I'd been through this before. A previous site with Jekyll worked, but maintaining it was a burden. This time I wanted something simple, but "simple" is also a decision. Analysis paralysis is real, and after months years of doing nothing, I realized I needed a push to start. That push came with Cursor.

The blank page isn't a lack of ideas. It's an excess of options without a clear starting point.

2. AI Vibe Coding: Conversing Instead of Writing

Over time, Cursor changed my approach. Instead of "how do I write this?", I thought "how do I describe what I want?". I started by describing: "A static site, simple, with self-hosted Tailwind, dark mode based on system preferences."

Cursor generated code. I reviewed it, adjusted it, and kept describing. Each iteration brought me closer, and each one required decisions about what to ask for. I wasn't passive. I was directing the generation.

This process forced me to be clearer. When writing code, you can be vague. With AI, you have to be specific. And that improved the result: I ended up with a more coherent and thoughtful design.

Describing what you want requires more mental clarity than writing code. And that clarity is reflected in the result.

3. Not Writing Code Doesn't Mean Messy Code

There's a misconception: if I don't write code myself, it will be bad. My experience was different. Cursor's code wasn't perfect, but it was more consistent than what I would have written manually. When I asked for something specific, it applied consistent patterns.

The trick is in how you ask. "Make me a button" gives you a generic button. "Make me a button that follows the design system, with primary colors, hover states, and accessible" gives you something much better. But you have to know what to ask for, and that requires professional judgment.

The AI generated things I didn't need: Analytics scripts, irrelevant meta tags. I had to review and ask it to remove them. That review process is crucial. It's like code review, but of generated code. And it requires the same professional judgment.

Code quality doesn't depend on who writes it, but on who reviews and refines it.

4. Using AI for Deployment Too

Setting up deployment isn't something I do every day (sometimes months go by without doing it). I wanted Nginx with Docker and Kamal, but I didn't have as much experience with Nginx as with Kamal. Normally, this would mean hours reading documentation.

With Cursor, I described what I wanted: "Dockerfile with Nginx for static files, Kamal configuration, the site is already pre-generated." It generated everything and it worked on the first try. Then I refined details: environment variables, domain, security headers.

The AI also explained what each part did. That allowed me to learn while building. The deployment wasn't perfect because I had to adjust things, but the starting point was much better than starting from scratch.

AI can generate code that works, but understanding why it works is still your responsibility.

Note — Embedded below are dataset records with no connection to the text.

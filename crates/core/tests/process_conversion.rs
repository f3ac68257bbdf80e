//! Real process conversions using `/bin/sh` stand-ins for the tools.

#![cfg(unix)]

use std::os::unix::fs::PermissionsExt;
use std::path::{Path, PathBuf};
use std::sync::Arc;
use std::time::Duration;

use tempfile::TempDir;

use filemorph_core::{
    registry::Recipe, testing::fixtures, CallerId, ConversionError, ConversionOrchestrator,
    ConversionRequest, Format, FormatRegistry, JobScheduler, JobState, ProcessSupervisor,
    SchedulerConfig, SupervisorConfig, ToolKind, ToolsConfig, WorkspaceManager,
};

/// pandoc stand-in: checks the reader and input, writes a PDF to `-o`.
const MARKUP_SHIM: &str = r#"#!/bin/sh
out=""; reader=""; input=""; engine=""
while [ $# -gt 0 ]; do
  case "$1" in
    -o) out="$2"; shift 2 ;;
    -f) reader="$2"; shift 2 ;;
    --pdf-engine=*) engine="${1#--pdf-engine=}"; shift ;;
    -*) shift ;;
    *) input="$1"; shift ;;
  esac
done
[ "$reader" = markdown ] || { echo "unexpected reader: $reader" >&2; exit 2; }
[ -n "$engine" ] || { echo "no pdf engine" >&2; exit 2; }
[ -s "$input" ] || { echo "missing input: $input" >&2; exit 3; }
{ printf '%%PDF-1.7\n'; cat "$input"; } > "$out"
"#;

/// xelatex stand-in: writes `<output-directory>/<jobname>.pdf`, the job
/// name defaulting to the source file's stem.
const TYPESETTER_SHIM: &str = r#"#!/bin/sh
outdir="."; jobname=""; src=""
for arg in "$@"; do
  case "$arg" in
    -output-directory=*) outdir="${arg#-output-directory=}" ;;
    -jobname=*) jobname="${arg#-jobname=}" ;;
    -*) ;;
    *) src="$arg" ;;
  esac
done
case "$src" in
  \\*) [ -n "$jobname" ] || { echo "inline source needs -jobname" >&2; exit 2; } ;;
  *) [ -s "$src" ] || { echo "missing input: $src" >&2; exit 3; }
     [ -n "$jobname" ] || jobname=$(basename "$src" .tex) ;;
esac
printf '%%PDF-1.7\n' > "$outdir/$jobname.pdf"
"#;

fn write_shim(dir: &Path, name: &str, body: &str) -> PathBuf {
    let path = dir.join(name);
    std::fs::write(&path, body).unwrap();
    std::fs::set_permissions(&path, std::fs::Permissions::from_mode(0o755)).unwrap();
    path
}

fn supervisor() -> ProcessSupervisor {
    ProcessSupervisor::new(SupervisorConfig {
        kill_grace_ms: 200,
        ..Default::default()
    })
}

async fn orchestrator_with(
    scratch_root: PathBuf,
    registry: FormatRegistry,
) -> ConversionOrchestrator<ProcessSupervisor> {
    let (workspaces, _) = WorkspaceManager::init(scratch_root, true)
        .await
        .expect("Failed to init scratch root");

    ConversionOrchestrator::new(
        Arc::new(registry),
        JobScheduler::new(&SchedulerConfig::default().with_max_concurrent_jobs(2)),
        workspaces,
        supervisor(),
    )
}

async fn orchestrator(
    temp_dir: &TempDir,
    recipes: Vec<Recipe>,
) -> ConversionOrchestrator<ProcessSupervisor> {
    let mut registry = FormatRegistry::new();
    for recipe in recipes {
        registry.register(recipe).expect("Failed to register recipe");
    }
    orchestrator_with(temp_dir.path().join("scratch"), registry).await
}

/// Built-in recipe table with the markup and typesetter tools replaced by
/// shell stand-ins.
async fn builtin_orchestrator(temp_dir: &TempDir) -> ConversionOrchestrator<ProcessSupervisor> {
    let bin = temp_dir.path().join("bin");
    std::fs::create_dir_all(&bin).unwrap();

    let mut tools = ToolsConfig::default();
    tools.markup.program = write_shim(&bin, "pandoc", MARKUP_SHIM);
    tools.typesetter.program = write_shim(&bin, "xelatex", TYPESETTER_SHIM);

    let registry = FormatRegistry::builtin(&tools).expect("Failed to build registry");
    orchestrator_with(temp_dir.path().join("scratch"), registry).await
}

#[tokio::test]
async fn test_markdown_to_pdf_with_real_process() {
    let temp_dir = TempDir::new().unwrap();
    let orchestrator = orchestrator(
        &temp_dir,
        vec![fixtures::copy_recipe(Format::Markdown, Format::Pdf)],
    )
    .await;

    let handle = orchestrator
        .submit(fixtures::markdown_request(Format::Pdf))
        .await
        .unwrap();
    let job_id = handle.job_id();
    let output = handle.wait().await.unwrap();

    assert_eq!(orchestrator.status(job_id).await, Some(JobState::Succeeded));
    assert_eq!(output.format(), Format::Pdf);
    assert_eq!(
        output.path().extension().and_then(|e| e.to_str()),
        Some("pdf")
    );
    assert!(output.size_bytes() > 0);
    assert!(output
        .read_bytes()
        .await
        .unwrap()
        .starts_with(b"# Quarterly report"));
    assert!(!orchestrator.workspaces().workspace_path(job_id).exists());
}

#[tokio::test]
async fn test_failing_tool_reports_sanitized_stderr() {
    let temp_dir = TempDir::new().unwrap();
    let recipe = Recipe::new(
        Format::Markdown,
        Format::Pdf,
        ToolKind::Markup,
        "/bin/sh",
        ["-c", "echo \"cannot read $0\" >&2; exit 43", "{input}"],
    );
    let orchestrator = orchestrator(&temp_dir, vec![recipe]).await;

    let err = orchestrator
        .convert(fixtures::markdown_request(Format::Pdf))
        .await
        .unwrap_err();

    match err {
        ConversionError::ToolError {
            exit_code,
            stderr_tail,
        } => {
            assert_eq!(exit_code, Some(43));
            assert!(stderr_tail.starts_with("cannot read"));
            assert!(!stderr_tail.contains(&temp_dir.path().to_string_lossy().into_owned()));
        }
        other => panic!("expected ToolError, got {:?}", other),
    }
}

#[tokio::test]
async fn test_hanging_tool_is_killed_at_deadline() {
    let temp_dir = TempDir::new().unwrap();
    let recipe = Recipe::new(
        Format::Markdown,
        Format::Pdf,
        ToolKind::Markup,
        "/bin/sh",
        ["-c", "sleep 30", "{input}"],
    )
    .with_max_duration(Duration::from_millis(200));
    let orchestrator = orchestrator(&temp_dir, vec![recipe]).await;

    let started = std::time::Instant::now();
    let err = orchestrator
        .convert(fixtures::markdown_request(Format::Pdf))
        .await
        .unwrap_err();

    assert!(matches!(err, ConversionError::Timeout { .. }));
    assert!(started.elapsed() < Duration::from_secs(10));
}

#[tokio::test]
async fn test_builtin_markdown_to_pdf_recipe() {
    let temp_dir = TempDir::new().unwrap();
    let orchestrator = builtin_orchestrator(&temp_dir).await;

    let handle = orchestrator
        .submit(fixtures::markdown_request(Format::Pdf))
        .await
        .unwrap();
    let job_id = handle.job_id();
    let output = handle.wait().await.unwrap();

    assert_eq!(orchestrator.status(job_id).await, Some(JobState::Succeeded));
    assert_eq!(output.format(), Format::Pdf);
    assert_eq!(
        output.path().extension().and_then(|e| e.to_str()),
        Some("pdf")
    );
    let bytes = output.read_bytes().await.unwrap();
    assert!(bytes.starts_with(b"%PDF-1.7\n# Quarterly report"));
    assert!(!orchestrator.workspaces().workspace_path(job_id).exists());
}

#[tokio::test]
async fn test_builtin_latex_to_pdf_recipe() {
    let temp_dir = TempDir::new().unwrap();
    let orchestrator = builtin_orchestrator(&temp_dir).await;

    let request = ConversionRequest::from_bytes(
        b"\\documentclass{article}\n\\begin{document}Hi\\end{document}\n".to_vec(),
        Format::Pdf,
        CallerId::new("test-caller"),
    )
    .with_file_name("paper.tex");

    let output = orchestrator.convert(request).await.unwrap();

    assert_eq!(output.format(), Format::Pdf);
    assert_eq!(
        output.path().extension().and_then(|e| e.to_str()),
        Some("pdf")
    );
    assert!(output.read_bytes().await.unwrap().starts_with(b"%PDF"));
}

#[tokio::test]
async fn test_builtin_png_to_pdf_recipe() {
    let temp_dir = TempDir::new().unwrap();
    let orchestrator = builtin_orchestrator(&temp_dir).await;

    let mut png = b"\x89PNG\r\n\x1a\n".to_vec();
    png.extend_from_slice(&[0u8; 32]);
    let request = ConversionRequest::from_bytes(png, Format::Pdf, CallerId::new("test-caller"))
        .with_file_name("scan.png");

    let output = orchestrator.convert(request).await.unwrap();

    assert_eq!(output.format(), Format::Pdf);
    assert!(output.size_bytes() > 0);
}

#[tokio::test]
async fn test_relative_scratch_root() {
    let temp_dir = TempDir::new_in(".").unwrap();
    let relative = Path::new(temp_dir.path().file_name().unwrap()).join("scratch");
    assert!(relative.is_relative());

    let mut registry = FormatRegistry::new();
    registry
        .register(fixtures::copy_recipe(Format::Markdown, Format::Pdf))
        .unwrap();
    let orchestrator = orchestrator_with(relative, registry).await;

    let output = orchestrator
        .convert(fixtures::markdown_request(Format::Pdf))
        .await
        .unwrap();

    assert!(output
        .read_bytes()
        .await
        .unwrap()
        .starts_with(b"# Quarterly report"));
}

#[tokio::test]
async fn test_shutdown_stops_running_tool_and_helpers() {
    let temp_dir = TempDir::new().unwrap();
    let pid_file = temp_dir.path().join("helper.pid");
    let script = format!(
        "sleep 30 & echo $! > '{}'; wait",
        pid_file.display()
    );
    let recipe = Recipe::new(
        Format::Markdown,
        Format::Pdf,
        ToolKind::Markup,
        "/bin/sh",
        ["-c".to_string(), script, "{input}".to_string()],
    );
    let orchestrator = orchestrator(&temp_dir, vec![recipe]).await;

    let handle = orchestrator
        .submit(fixtures::markdown_request(Format::Pdf))
        .await
        .unwrap();
    let job_id = handle.job_id();

    let pid: u32 = loop {
        if let Ok(text) = std::fs::read_to_string(&pid_file) {
            if let Ok(pid) = text.trim().parse() {
                break pid;
            }
        }
        tokio::time::sleep(Duration::from_millis(10)).await;
    };

    assert_eq!(orchestrator.shutdown(Duration::from_secs(5)).await, Ok(1));
    assert!(matches!(handle.wait().await, Err(ConversionError::Cancelled)));
    assert!(!orchestrator.workspaces().workspace_path(job_id).exists());

    #[cfg(target_os = "linux")]
    {
        tokio::time::sleep(Duration::from_millis(100)).await;
        let stat = std::fs::read_to_string(format!("/proc/{}/stat", pid)).unwrap_or_default();
        let state = stat
            .rsplit_once(')')
            .and_then(|(_, rest)| rest.trim_start().chars().next());
        assert!(
            matches!(state, None | Some('Z') | Some('X')),
            "helper {} survived",
            pid
        );
    }
    #[cfg(not(target_os = "linux"))]
    let _ = pid;
}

5. What Worked and What Didn't

What worked well: Fast and effective initial structure. Consistent styles applied automatically. Deployment configuration that worked on the first try. Fast iteration and changes in seconds.

What was harder: AI can't make architectural decisions. You have to know what you want beforehand, or you'll end up with a cheap copy of what's most popular on the internet. Sometimes it required several iterations to get exactly where I wanted. It didn't always remember previous decisions. Debugging was harder because I hadn't written the code myself.

The lesson: using AI doesn't eliminate the need for professional judgment. It just changes where you apply that judgment: while describing what you want and reviewing what the AI generated.

6. Conclusion: Professional Judgment Is Still Key

There's an idea that AI will replace developers. My experience suggests the opposite: it makes professional judgment more important. When you ask AI for something, you have to be specific and know what you want, but that requires professional judgment.

This very post was written with AI assistance. Not by AI, but with assistance. I had the ideas and experience. AI helped me structure them and find the words. That's powerful: I can keep the site updated without it being a huge burden.

The future isn't about replacing developers, but amplifying what they can do. Eliminating friction from repetitive tasks and allowing focus on what matters: solving real problems and applying professional judgment.

AI doesn't replace professional judgment. It makes it more visible and more important.